*PROBLEM DETAILS*. Find each line of the material below in which the word "operations" occurs, and return it.

......

//! Per-key token-bucket limiter shared by every process on the same store.

use std::sync::Arc;
use std::time::Duration;
use tokio_util::sync::CancellationToken;
use tracing::{debug, trace, warn};

use super::bucket::{self, BucketState};
use super::cancellable;
use super::lock::{DistributedLock, Lease, RetryPolicy, DEFAULT_LEASE_TTL};
use super::state::{bucket_address, BucketStore};
use crate::clock::{Clock, SystemClock};
use crate::config::LockConfig;
use crate::error::{KeyrateError, Result};
use crate::store::SharedStore;

/// Result of a rate limit check.
#[derive(Debug, Clone, Copy, PartialEq, Eq)]
pub struct Decision {
    pub allowed: bool,
    /// How long until the next token; zero when allowed.
    pub retry_after: Duration,
}

impl Decision {
    pub fn allow() -> Self {
        Self {
            allowed: true,
            retry_after: Duration::ZERO,
        }
    }

    pub fn deny(retry_after: Duration) -> Self {
        Self {
            allowed: false,
            retry_after,
        }
    }

    /// `retry_after` rounded up to whole seconds, as a `Retry-After` header wants.
    pub fn retry_after_secs(&self) -> u64 {
        let secs = self.retry_after.as_secs();
        if self.retry_after.subsec_nanos() > 0 {
            secs + 1
        } else {
            secs
        }
    }
}

/// Read-only view of one key's bucket.
#[derive(Debug, Clone, PartialEq)]
pub struct BucketSnapshot {
    pub address: String,
    /// The stored record, if any. `None` means the bucket is full.
    pub state: Option<BucketState>,
    /// Tokens available right now.
    pub available: f64,
    pub capacity: u64,
}

/// A named quota of `capacity` operations per `window`, tracked per key.
///
/// All state lives in the shared store, so any number of processes holding a
/// limiter with the same name enforce one quota. Share one instance among
/// callers in a process by wrapping it in an `Arc`.
///
/// Every update for every key of a limiter runs under the same
/// `<name>:lock` lease. That serialises unrelated keys; use separate limiter
/// names to partition a busy key space.
pub struct KeyRateLimiter {
    name: String,
    capacity: u64,
    window: Duration,
    refill_interval: Duration,
    store: Arc<dyn SharedStore>,
    buckets: BucketStore,
    lock: DistributedLock,
    clock: Arc<dyn Clock>,
}

impl std::fmt::Debug for KeyRateLimiter {
    fn fmt(&self, f: &mut std::fmt::Formatter<'_>) -> std::fmt::Result {
        f.debug_struct("KeyRateLimiter")
            .field("name", &self.name)
            .field("capacity", &self.capacity)
            .field("window", &self.window)
            .field("refill_interval", &self.refill_interval)
            .finish()
    }
}

impl KeyRateLimiter {
    /// Create a limiter allowing `capacity` operations every `window`.
    ///
    /// Two limiters with the same `name` on the same store share a quota.
    pub fn new(
        store: Arc<dyn SharedStore>,
        name: &str,
        capacity: u64,
        window: Duration,
    ) -> Result<Self> {
        if name.is_empty() {
            return Err(KeyrateError::InvalidLimit(
                "limiter name must not be empty".to_string(),
            ));
        }
        if capacity == 0 {
            return Err(KeyrateError::InvalidLimit(format!(
                "limiter {name}: capacity must be positive"
            )));
        }
        if window.is_zero() {
            return Err(KeyrateError::InvalidLimit(format!(
                "limiter {name}: window must be positive"
            )));
        }

        // Time to regenerate a single token
        let refill_nanos = u64::try_from(window.as_nanos() / u128::from(capacity)).map_err(|_| {
            KeyrateError::InvalidLimit(format!(
                "limiter {name}: window {window:?} per token does not fit in nanoseconds"
            ))
        })?;
        let refill_interval = Duration::from_nanos(refill_nanos);
        if refill_interval.is_zero() {
            return Err(KeyrateError::InvalidLimit(format!(
                "limiter {name}: window {window:?} is too short for capacity {capacity}"
            )));
        }

        Ok(Self {
            name: name.to_string(),
            capacity,
            window,
            refill_interval,
            buckets: BucketStore::new(store.clone()),
            lock: DistributedLock::new(
                store.clone(),
                name,
                DEFAULT_LEASE_TTL,
                RetryPolicy::default(),
            ),
            store,
            clock: Arc::new(SystemClock),
        })
    }

    /// Use a different time source.
    pub fn with_clock(mut self, clock: Arc<dyn Clock>) -> Self {
        self.clock = clock;
        self
    }

    /// Use a different lease TTL and retry policy.
    pub fn with_lock_config(mut self, config: &LockConfig) -> Self {
        self.lock = DistributedLock::new(
            self.store.clone(),
            &self.name,
            config.lease_ttl(),
            config.retry_policy(),
        );
        self
    }

    /// The limiter name.
    pub fn name(&self) -> &str {
        &self.name
    }

    pub fn capacity(&self) -> u64 {
        self.capacity
    }

    pub fn window(&self) -> Duration {
        self.window
    }

    pub fn refill_interval(&self) -> Duration {
        self.refill_interval
    }

    /// Where the bucket for `key` lives in the store.
    pub fn address(&self, key: &str) -> String {
        bucket_address(self.buckets.prefix(), &self.name, key)
    }

    /// Take one token from `key`'s bucket.
    ///
    /// - `Ok` with `allowed == false` means the quota is exhausted.
    /// - Lock contention fails open: `Ok(Decision::allow())`, with the bucket
    ///   left untouched.
    /// - Store failures and cancellation are returned as errors; treat those
    ///   as a denial unless the endpoint is best-effort.
    pub async fn for_key(&self, key: &str, cancel: &CancellationToken) -> Result<Decision> {
        let lease = match self.lock.acquire(cancel).await {
            Ok(lease) => lease,
            Err(e) if e.is_lock_not_obtained() => {
                warn!(
                    limiter = %self.name,
                    key = %key,
                    error = %e,
                    "Limiter lock contended, allowing request"
                );
                return Ok(Decision::allow());
            }
            Err(e) => {
                self.log_failure(key, &e);
                return Err(e);
            }
        };

        let result = self.consume_locked(key, cancel).await;
        self.unlock(lease).await;

        result.map_err(|e| {
            self.log_failure(key, &e);
            e
        })
    }

    /// Refill `key`'s bucket to capacity.
    ///
    /// Unlike [`for_key`](Self::for_key) this does not fail open: if the lock
    /// cannot be obtained the reset did not happen, and the error says so.
    pub async fn reset(&self, key: &str, cancel: &CancellationToken) -> Result<()> {
        let lease = self.lock.acquire(cancel).await.map_err(|e| {
            self.log_failure(key, &e);
            e
        })?;

        let address = self.address(key);
        let state = BucketState::full(self.capacity, self.clock.now());
        let result = cancellable(cancel, self.buckets.save(&address, &state, self.window)).await;
        self.unlock(lease).await;

        result.map_err(|e| {
            self.log_failure(key, &e);
            e
        })?;

        debug!(limiter = %self.name, key = %key, "Bucket reset");
        Ok(())
    }

    /// Report `key`'s bucket without taking a token or the lock.
    pub async fn peek(&self, key: &str, cancel: &CancellationToken) -> Result<BucketSnapshot> {
        let address = self.address(key);
        let state = cancellable(cancel, self.buckets.load(&address)).await?;
        let available = match &state {
            Some(state) => bucket::available_tokens(
                state,
                self.capacity,
                self.refill_interval,
                self.clock.now(),
            ),
            None => self.capacity as f64,
        };

        Ok(BucketSnapshot {
            address,
            state,
            available,
            capacity: self.capacity,
        })
    }

    /// Load, refill, take and save. Must run under the lock.
    async fn consume_locked(&self, key: &str, cancel: &CancellationToken) -> Result<Decision> {
        let address = self.address(key);
        let now = self.clock.now();

        let state = match cancellable(cancel, self.buckets.load(&address)).await? {
            Some(state) => state,
            None => {
                debug!(limiter = %self.name, key = %key, "Starting with a full bucket");
                BucketState::full(self.capacity, now)
            }
        };

        let outcome = bucket::consume(&state, self.capacity, self.refill_interval, now);

        // Idle buckets refill completely within one window, so they can expire then
        cancellable(cancel, self.buckets.save(&address, &outcome.state, self.window)).await?;

        trace!(
            limiter = %self.name,
            key = %key,
            allowed = outcome.allowed,
            tokens = outcome.state.tokens,
            retry_after_ms = outcome.retry_after.as_millis() as u64,
            "Rate limit decision"
        );

        if outcome.allowed {
            Ok(Decision::allow())
        } else {
            Ok(Decision::deny(outcome.retry_after))
        }
    }

    /// Release failures only delay the next caller until the lease TTL.
    async fn unlock(&self, lease: Lease) {
        if let Err(e) = self.lock.release(lease).await {
            warn!(limiter = %self.name, error = %e, "Failed to release limiter lock");
        }
    }

    fn log_failure(&self, key: &str, error: &KeyrateError) {
        match error {
            KeyrateError::Cancelled => {
                debug!(limiter = %self.name, key = %key, "Rate limit check cancelled");
            }
            _ => {
                warn!(limiter = %self.name, key = %key, error = %error, "Rate limiting failed");
            }
        }
    }
}
//! Keyrate - Distributed Per-Key Rate Limiting
//!
//! This crate enforces "N operations per window" quotas per arbitrary key
//! (a user ID, an IP address) across any number of processes. Token bucket
//! state lives in a shared store, and every read-modify-write of a limiter's
//! buckets runs under a short-lived distributed lock in that same store.

pub mod clock;
pub mod config;
pub mod error;
pub mod ratelimit;
pub mod store;

pub use error::{KeyrateError, Result};
pub use ratelimit::{Decision, KeyRateLimiter, LimiterRegistry};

......

*ANSWER TO THIS PROBLEM*.
/// A named quota of `capacity` operations per `window`, tracked per key.
    /// Create a limiter allowing `capacity` operations every `window`.
//! This crate enforces "N operations per window" quotas per arbitrary key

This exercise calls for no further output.